▶ Records provided:
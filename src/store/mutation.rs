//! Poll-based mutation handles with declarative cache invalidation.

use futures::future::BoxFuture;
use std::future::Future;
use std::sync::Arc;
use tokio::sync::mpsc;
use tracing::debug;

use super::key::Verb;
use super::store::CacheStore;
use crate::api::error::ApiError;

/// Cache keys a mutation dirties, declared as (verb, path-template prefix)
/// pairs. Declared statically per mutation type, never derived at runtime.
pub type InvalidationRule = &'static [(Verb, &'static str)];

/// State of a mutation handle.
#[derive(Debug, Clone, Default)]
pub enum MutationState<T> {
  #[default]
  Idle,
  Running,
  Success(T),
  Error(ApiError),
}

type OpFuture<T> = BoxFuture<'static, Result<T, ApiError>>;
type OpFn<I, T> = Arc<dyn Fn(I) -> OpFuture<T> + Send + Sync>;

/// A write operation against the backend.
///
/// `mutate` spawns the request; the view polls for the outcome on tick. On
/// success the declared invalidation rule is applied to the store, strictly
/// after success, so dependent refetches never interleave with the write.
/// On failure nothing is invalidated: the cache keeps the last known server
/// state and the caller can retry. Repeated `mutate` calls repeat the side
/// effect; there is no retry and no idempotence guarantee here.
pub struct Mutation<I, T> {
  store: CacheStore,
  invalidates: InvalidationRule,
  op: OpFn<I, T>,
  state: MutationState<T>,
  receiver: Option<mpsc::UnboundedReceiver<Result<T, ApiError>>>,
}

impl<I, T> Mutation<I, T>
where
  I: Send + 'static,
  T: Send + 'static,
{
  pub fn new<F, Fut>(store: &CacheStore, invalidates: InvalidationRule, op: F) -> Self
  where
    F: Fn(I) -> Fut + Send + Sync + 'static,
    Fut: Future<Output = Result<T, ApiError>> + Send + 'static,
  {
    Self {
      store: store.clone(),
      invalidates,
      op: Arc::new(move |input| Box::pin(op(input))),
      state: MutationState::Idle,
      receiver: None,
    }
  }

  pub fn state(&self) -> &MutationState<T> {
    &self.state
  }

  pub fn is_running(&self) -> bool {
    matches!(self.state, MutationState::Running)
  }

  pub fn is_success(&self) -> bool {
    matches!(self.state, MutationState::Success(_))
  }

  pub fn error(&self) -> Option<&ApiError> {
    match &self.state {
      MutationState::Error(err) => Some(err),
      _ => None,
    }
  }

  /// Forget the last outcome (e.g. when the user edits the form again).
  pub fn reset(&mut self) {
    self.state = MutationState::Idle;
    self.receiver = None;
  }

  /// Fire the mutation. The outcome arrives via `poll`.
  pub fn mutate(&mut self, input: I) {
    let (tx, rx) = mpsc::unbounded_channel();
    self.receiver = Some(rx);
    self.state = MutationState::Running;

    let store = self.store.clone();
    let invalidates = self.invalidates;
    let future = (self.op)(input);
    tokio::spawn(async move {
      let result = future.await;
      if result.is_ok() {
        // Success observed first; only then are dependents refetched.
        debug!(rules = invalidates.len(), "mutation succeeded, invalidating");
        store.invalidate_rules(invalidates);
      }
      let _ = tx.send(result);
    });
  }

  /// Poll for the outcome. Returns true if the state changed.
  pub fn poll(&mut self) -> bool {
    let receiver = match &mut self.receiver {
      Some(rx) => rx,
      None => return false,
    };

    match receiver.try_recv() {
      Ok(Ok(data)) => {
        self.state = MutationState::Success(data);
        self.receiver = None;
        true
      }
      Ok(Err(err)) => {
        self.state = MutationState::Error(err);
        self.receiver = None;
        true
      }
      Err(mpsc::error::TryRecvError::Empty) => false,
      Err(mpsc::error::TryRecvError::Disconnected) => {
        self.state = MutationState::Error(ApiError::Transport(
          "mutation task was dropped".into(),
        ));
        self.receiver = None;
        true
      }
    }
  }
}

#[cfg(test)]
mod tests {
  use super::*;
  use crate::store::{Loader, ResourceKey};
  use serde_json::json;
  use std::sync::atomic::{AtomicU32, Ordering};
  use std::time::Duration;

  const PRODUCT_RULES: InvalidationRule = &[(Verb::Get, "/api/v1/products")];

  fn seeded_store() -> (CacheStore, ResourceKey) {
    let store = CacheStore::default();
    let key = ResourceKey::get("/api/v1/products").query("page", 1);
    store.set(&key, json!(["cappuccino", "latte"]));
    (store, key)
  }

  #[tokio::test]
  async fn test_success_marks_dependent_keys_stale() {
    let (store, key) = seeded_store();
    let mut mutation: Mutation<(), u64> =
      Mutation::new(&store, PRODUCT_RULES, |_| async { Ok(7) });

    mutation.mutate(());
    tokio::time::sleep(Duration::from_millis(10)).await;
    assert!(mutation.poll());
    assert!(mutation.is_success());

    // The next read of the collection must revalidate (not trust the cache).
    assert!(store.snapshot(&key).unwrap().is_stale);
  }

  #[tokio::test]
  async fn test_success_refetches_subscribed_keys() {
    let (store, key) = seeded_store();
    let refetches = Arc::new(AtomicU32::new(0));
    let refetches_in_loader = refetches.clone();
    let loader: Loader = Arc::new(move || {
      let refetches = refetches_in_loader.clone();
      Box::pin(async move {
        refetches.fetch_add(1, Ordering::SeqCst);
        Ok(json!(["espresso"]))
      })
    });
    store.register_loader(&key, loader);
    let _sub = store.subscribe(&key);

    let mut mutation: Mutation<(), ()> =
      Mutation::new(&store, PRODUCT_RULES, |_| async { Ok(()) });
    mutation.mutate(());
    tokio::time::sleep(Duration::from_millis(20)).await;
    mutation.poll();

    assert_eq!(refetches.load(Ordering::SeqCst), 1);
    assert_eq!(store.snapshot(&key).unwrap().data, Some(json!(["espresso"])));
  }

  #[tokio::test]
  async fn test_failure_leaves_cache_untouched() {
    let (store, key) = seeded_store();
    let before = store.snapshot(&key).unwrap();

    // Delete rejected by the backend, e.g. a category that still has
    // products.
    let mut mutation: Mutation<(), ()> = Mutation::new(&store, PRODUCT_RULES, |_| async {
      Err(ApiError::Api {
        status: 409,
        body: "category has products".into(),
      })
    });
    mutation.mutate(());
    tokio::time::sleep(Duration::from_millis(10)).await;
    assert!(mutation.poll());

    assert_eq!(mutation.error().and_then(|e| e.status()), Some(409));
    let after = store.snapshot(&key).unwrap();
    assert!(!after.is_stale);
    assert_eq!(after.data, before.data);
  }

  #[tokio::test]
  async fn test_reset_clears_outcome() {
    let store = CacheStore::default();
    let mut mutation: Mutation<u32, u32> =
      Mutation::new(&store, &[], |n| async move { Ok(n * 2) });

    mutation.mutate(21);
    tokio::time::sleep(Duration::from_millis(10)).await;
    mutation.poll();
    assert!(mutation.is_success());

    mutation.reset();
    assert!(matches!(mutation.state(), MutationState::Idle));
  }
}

▶ Aim of the exercise: Would you show every line in the data above that contains the string "type"?

▶ Solution:
/// pairs. Declared statically per mutation type, never derived at runtime.
pub type InvalidationRule = &'static [(Verb, &'static str)];
type OpFuture<T> = BoxFuture<'static, Result<T, ApiError>>;
type OpFn<I, T> = Arc<dyn Fn(I) -> OpFuture<T> + Send + Sync>;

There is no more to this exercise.